Engineering stable and efficient ketol-acid reductoisomerases for industrial biotransformations using ancestral sequence reconstruction.

Highly stable and efficient biocatalysts are required to commercialize sustainable enzymatic pathways for food, biofuel and biomaterial production. However, many routes for tailoring proteins to suit such applications remain time-consuming and achieve low throughput. Ancestral sequence reconstruction (ASR) is an effective approach for biocatalyst design as it leverages the natural trajectories of evolution to infer sequences with desirable enzymatic properties.
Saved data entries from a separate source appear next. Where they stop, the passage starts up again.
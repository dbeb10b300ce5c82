use bevy::diagnostic::{FrameTimeDiagnosticsPlugin, LogDiagnosticsPlugin};
use bevy::pbr::MaterialPlugin;
use bevy::prelude::*;
use bevy::window::{PresentMode, Window, WindowPlugin};
use bevy_atmosphere::prelude::*;
use regolith::batch::update_batch_visibility;
use regolith::block::interaction::{Hotbar, Inventory};
use regolith::block::block_interaction;
use regolith::chunk::{stream_chunks, PendingChunks, StreamingDiagnostics};
use regolith::debug::DebugDumpPlugin;
use regolith::material::VoxelExtendedMaterial;
use regolith::player::{camera_look, camera_movement, cursor_grab};
use regolith::settings::loader as settings_loader;
use regolith::ui::{setup_debug_overlay, toggle_debug_overlay, update_debug_overlay};

mod app;
use app::{
    daylight_cycle, setup, sync_atmosphere_settings, sync_streaming_settings,
    sync_vsync_settings,
};

fn main() {
    let settings = settings_loader::load_settings();
    let settings_watcher = settings_loader::setup_settings_watcher()
        .unwrap_or_else(|_| settings_loader::SettingsWatcher::stub());

    let mut app = App::new();

    app.add_plugins(DefaultPlugins.set(WindowPlugin {
        primary_window: Some(Window {
            title: "regolith".to_string(),
            position: WindowPosition::Centered(MonitorSelection::Primary),
            present_mode: if settings.graphics.vsync {
                PresentMode::AutoVsync
            } else {
                PresentMode::AutoNoVsync
            },
            ..default()
        }),
        ..default()
    }))
    .add_plugins(MaterialPlugin::<VoxelExtendedMaterial>::default())
    .add_plugins(FrameTimeDiagnosticsPlugin)
    .add_plugins(LogDiagnosticsPlugin::default())
    .add_plugins(DebugDumpPlugin);

    if settings.atmosphere.enabled {
        app.add_plugins(AtmospherePlugin)
            .insert_resource(AtmosphereModel::default())
            .insert_resource(bevy_atmosphere::settings::AtmosphereSettings {
                resolution: settings.atmosphere.resolution,
                dithering: settings.atmosphere.dithering,
                ..Default::default()
            });
    }

    app.insert_resource(settings);
    app.insert_resource(settings_watcher);
    app.insert_resource(PendingChunks::default());
    app.insert_resource(StreamingDiagnostics::default());
    app.insert_resource(Hotbar::default());
    app.insert_resource(Inventory::default());

    app.add_systems(Startup, setup);
    app.add_systems(Startup, setup_debug_overlay);

    app.add_systems(Update, stream_chunks);
    app.add_systems(Update, update_batch_visibility.after(stream_chunks));
    app.add_systems(Update, daylight_cycle);
    app.add_systems(Update, block_interaction);

    app.add_systems(Update, cursor_grab);
    app.add_systems(Update, camera_look);
    app.add_systems(Update, camera_movement);

    app.add_systems(Update, toggle_debug_overlay);
    app.add_systems(Update, update_debug_overlay);

    app.add_systems(Update, settings_loader::check_settings_changes);
    app.add_systems(Update, sync_streaming_settings);
    app.add_systems(Update, sync_vsync_settings);
    app.add_systems(Update, sync_atmosphere_settings);

    app.run();
}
Here, ASR was applied to systematically map the catalytic landscape of the NAD(P)H-dependent ketol-acid reductoisomerase (KARI) superfamily which catalyse the rate-limiting step in the conversion of glucose, a renewable feedstock, to the important platform chemical, isobutanol. We resurrect eight ancestral variants representing the diverse functional profiles of extant KARIs, demonstrating substantially improved catalytic efficiencies (up to 25-fold), isobutanol tolerance, and longevity (total turnover numbers >10 ⁶ ), with melting temperatures reaching almost 100 °C (40 °C > benchmark KARIs). Together, this work contributes enhanced, potentially economically viable biocatalysts for sustainable manufacturing at industrial scale.